Your answer must be an exact copy of the data below.

━━━━━━

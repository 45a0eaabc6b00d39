/*
Copyright 2022 Jakub Lewandowski

This file is part of Environmental Grid Resampler (EGR).

Environmental Grid Resampler (EGR) is a free software: you can redistribute it and/or modify
it under the terms of the GNU General Public License as published by
the Free Software Foundation; either version 3 of the License, or
(at your option) any later version.

Environmental Grid Resampler (EGR) is distributed in the hope that it will be useful,
but WITHOUT ANY WARRANTY; without even the implied warranty of
MERCHANTABILITY or FITNESS FOR A PARTICULAR PURPOSE. See the
GNU General Public License for more details.

You should have received a copy of the GNU General Public License
along with Environmental Grid Resampler (EGR). If not, see https://www.gnu.org/licenses/.
*/

use super::{fill_cells, EnvironmentalLayer};
use crate::configuration::TemporalResolution;
use crate::environment::cell::GridCell;
use crate::environment::grid::{normalize::normalize, CanonicalGrid};
use crate::environment::raster::array_file::ArrayFileSource;
use crate::environment::resample::{area_weighted_value, QueryCell, Sample};
use crate::errors::{EnvironmentError, ResampleError};
use crate::Float;
use log::{debug, info};
use std::path::Path;

/// Currently materialized period of the layer.
struct Window {
    offset: usize,
    grid: CanonicalGrid,
}

/// Layer holding only one period (year) of data at a time.
///
/// The source file stays open for the lifetime of the store.
/// Each [`load_window`](WindowedStore::load_window) reads the
/// requested period from it and replaces the previous window
/// as a whole, so queries never see a mix of two periods.
pub struct WindowedStore {
    name: String,
    source: ArrayFileSource,
    resolution: TemporalResolution,
    window: Option<Window>,
}

impl WindowedStore {
    /// Opens the file and resolves the variable layout.
    /// No data is read until the first window is loaded.
    pub fn open(
        name: &str,
        path: &Path,
        variable: &str,
        resolution: TemporalResolution,
    ) -> Result<Self, EnvironmentError> {
        let source = ArrayFileSource::open(path, variable, resolution)?;

        debug!(
            "Layer {} opened with {} time slices in {}",
            name,
            source.time_len(),
            source.path().display()
        );

        Ok(WindowedStore {
            name: name.to_string(),
            source,
            resolution,
            window: None,
        })
    }

    /// Replaces the held window with the period starting
    /// at time slice `timestep_elapsed` of the file.
    pub fn load_window(&mut self, timestep_elapsed: usize) -> Result<(), EnvironmentError> {
        let length = self.resolution.slices_per_period();

        // drop the old window before reading the new one
        self.window = None;

        let payload = self.source.read_window(timestep_elapsed, length)?;
        let grid = normalize(payload)?;

        info!(
            "Layer {} window loaded from time slice {} ({} slices)",
            self.name,
            timestep_elapsed,
            grid.num_times()
        );

        self.window = Some(Window {
            offset: timestep_elapsed,
            grid,
        });

        Ok(())
    }

    /// Time slice of the file at which the current window starts.
    pub fn window_offset(&self) -> Option<usize> {
        self.window.as_ref().map(|w| w.offset)
    }

    /// Number of whole periods the file holds, `None` for
    /// a 2-D variable which serves every period.
    pub fn available_periods(&self) -> Option<usize> {
        self.source
            .layout()
            .time
            .map(|_| self.source.time_len() / self.resolution.slices_per_period())
    }

    /// Grid of the current window, if any has been loaded.
    pub fn window(&self) -> Option<&CanonicalGrid> {
        self.window.as_ref().map(|w| &w.grid)
    }

    /// Writes the whole period starting at `timestep_elapsed`
    /// into the cells, loading it first when it is not the
    /// current window.
    ///
    /// Slot position in the cell is relative to the window start.
    pub fn fill_cells_for_window(
        &mut self,
        cells: &mut [GridCell],
        timestep_elapsed: usize,
    ) -> Result<(), EnvironmentError> {
        if self.window_offset() != Some(timestep_elapsed) {
            self.load_window(timestep_elapsed)?;
        }

        let grid = self.current_grid()?;
        let t = timestep_elapsed;

        fill_cells(grid, &self.name, cells, t..t + grid.num_times(), t)?;

        Ok(())
    }

    fn current_grid(&self) -> Result<&CanonicalGrid, ResampleError> {
        self.window()
            .ok_or_else(|| ResampleError::WindowNotLoaded(self.name.clone()))
    }
}

impl EnvironmentalLayer for WindowedStore {
    fn name(&self) -> &str {
        &self.name
    }

    fn missing_value(&self) -> Float {
        self.source.missing_value()
    }

    /// `time_index` is relative to the start of the current window.
    fn get_value(
        &self,
        lat: Float,
        lon: Float,
        time_index: usize,
        lat_size: Float,
        lon_size: Float,
    ) -> Result<Sample, ResampleError> {
        area_weighted_value(
            self.current_grid()?,
            &QueryCell {
                lat,
                lon,
                lat_size,
                lon_size,
                time_index,
            },
        )
    }
}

━━━━━━

▶ **Output of the task**:
repository 45a0eaabc6b00d39
/*
Copyright 2022 Jakub Lewandowski

This file is part of Environmental Grid Resampler (EGR).

Environmental Grid Resampler (EGR) is a free software: you can redistribute it and/or modify
it under the terms of the GNU General Public License as published by
the Free Software Foundation; either version 3 of the License, or
(at your option) any later version.

Environmental Grid Resampler (EGR) is distributed in the hope that it will be useful,
but WITHOUT ANY WARRANTY; without even the implied warranty of
MERCHANTABILITY or FITNESS FOR A PARTICULAR PURPOSE. See the
GNU General Public License for more details.

You should have received a copy of the GNU General Public License
along with Environmental Grid Resampler (EGR). If not, see https://www.gnu.org/licenses/.
*/

use super::{fill_cells, EnvironmentalLayer};
use crate::configuration::TemporalResolution;
use crate::environment::cell::GridCell;
use crate::environment::grid::{normalize::normalize, CanonicalGrid};
use crate::environment::raster::array_file::ArrayFileSource;
use crate::environment::resample::{area_weighted_value, QueryCell, Sample};
use crate::errors::{EnvironmentError, ResampleError};
use crate::Float;
use log::{debug, info};
use std::path::Path;

/// Currently materialized period of the layer.
struct Window {
    offset: usize,
    grid: CanonicalGrid,
}

/// Layer holding only one period (year) of data at a time.
///
/// The source file stays open for the lifetime of the store.
/// Each [`load_window`](WindowedStore::load_window) reads the
/// requested period from it and replaces the previous window
/// as a whole, so queries never see a mix of two periods.
pub struct WindowedStore {
    name: String,
    source: ArrayFileSource,
    resolution: TemporalResolution,
    window: Option<Window>,
}

impl WindowedStore {
    /// Opens the file and resolves the variable layout.
    /// No data is read until the first window is loaded.
    pub fn open(
        name: &str,
        path: &Path,
        variable: &str,
        resolution: TemporalResolution,
    ) -> Result<Self, EnvironmentError> {
        let source = ArrayFileSource::open(path, variable, resolution)?;

        debug!(
            "Layer {} opened with {} time slices in {}",
            name,
            source.time_len(),
            source.path().display()
        );

        Ok(WindowedStore {
            name: name.to_string(),
            source,
            resolution,
            window: None,
        })
    }

    /// Replaces the held window with the period starting
    /// at time slice `timestep_elapsed` of the file.
    pub fn load_window(&mut self, timestep_elapsed: usize) -> Result<(), EnvironmentError> {
        let length = self.resolution.slices_per_period();

        // drop the old window before reading the new one
        self.window = None;

        let payload = self.source.read_window(timestep_elapsed, length)?;
        let grid = normalize(payload)?;

        info!(
            "Layer {} window loaded from time slice {} ({} slices)",
            self.name,
            timestep_elapsed,
            grid.num_times()
        );

        self.window = Some(Window {
            offset: timestep_elapsed,
            grid,
        });

        Ok(())
    }

    /// Time slice of the file at which the current window starts.
    pub fn window_offset(&self) -> Option<usize> {
        self.window.as_ref().map(|w| w.offset)
    }

    /// Number of whole periods the file holds, `None` for
    /// a 2-D variable which serves every period.
    pub fn available_periods(&self) -> Option<usize> {
        self.source
            .layout()
            .time
            .map(|_| self.source.time_len() / self.resolution.slices_per_period())
    }

    /// Grid of the current window, if any has been loaded.
    pub fn window(&self) -> Option<&CanonicalGrid> {
        self.window.as_ref().map(|w| &w.grid)
    }

    /// Writes the whole period starting at `timestep_elapsed`
    /// into the cells, loading it first when it is not the
    /// current window.
    ///
    /// Slot position in the cell is relative to the window start.
    pub fn fill_cells_for_window(
        &mut self,
        cells: &mut [GridCell],
        timestep_elapsed: usize,
    ) -> Result<(), EnvironmentError> {
        if self.window_offset() != Some(timestep_elapsed) {
            self.load_window(timestep_elapsed)?;
        }

        let grid = self.current_grid()?;
        let t = timestep_elapsed;

        fill_cells(grid, &self.name, cells, t..t + grid.num_times(), t)?;

        Ok(())
    }

    fn current_grid(&self) -> Result<&CanonicalGrid, ResampleError> {
        self.window()
            .ok_or_else(|| ResampleError::WindowNotLoaded(self.name.clone()))
    }
}

impl EnvironmentalLayer for WindowedStore {
    fn name(&self) -> &str {
        &self.name
    }

    fn missing_value(&self) -> Float {
        self.source.missing_value()
    }

    /// `time_index` is relative to the start of the current window.
    fn get_value(
        &self,
        lat: Float,
        lon: Float,
        time_index: usize,
        lat_size: Float,
        lon_size: Float,
    ) -> Result<Sample, ResampleError> {
        area_weighted_value(
            self.current_grid()?,
            &QueryCell {
                lat,
                lon,
                lat_size,
                lon_size,
                time_index,
            },
        )
    }
}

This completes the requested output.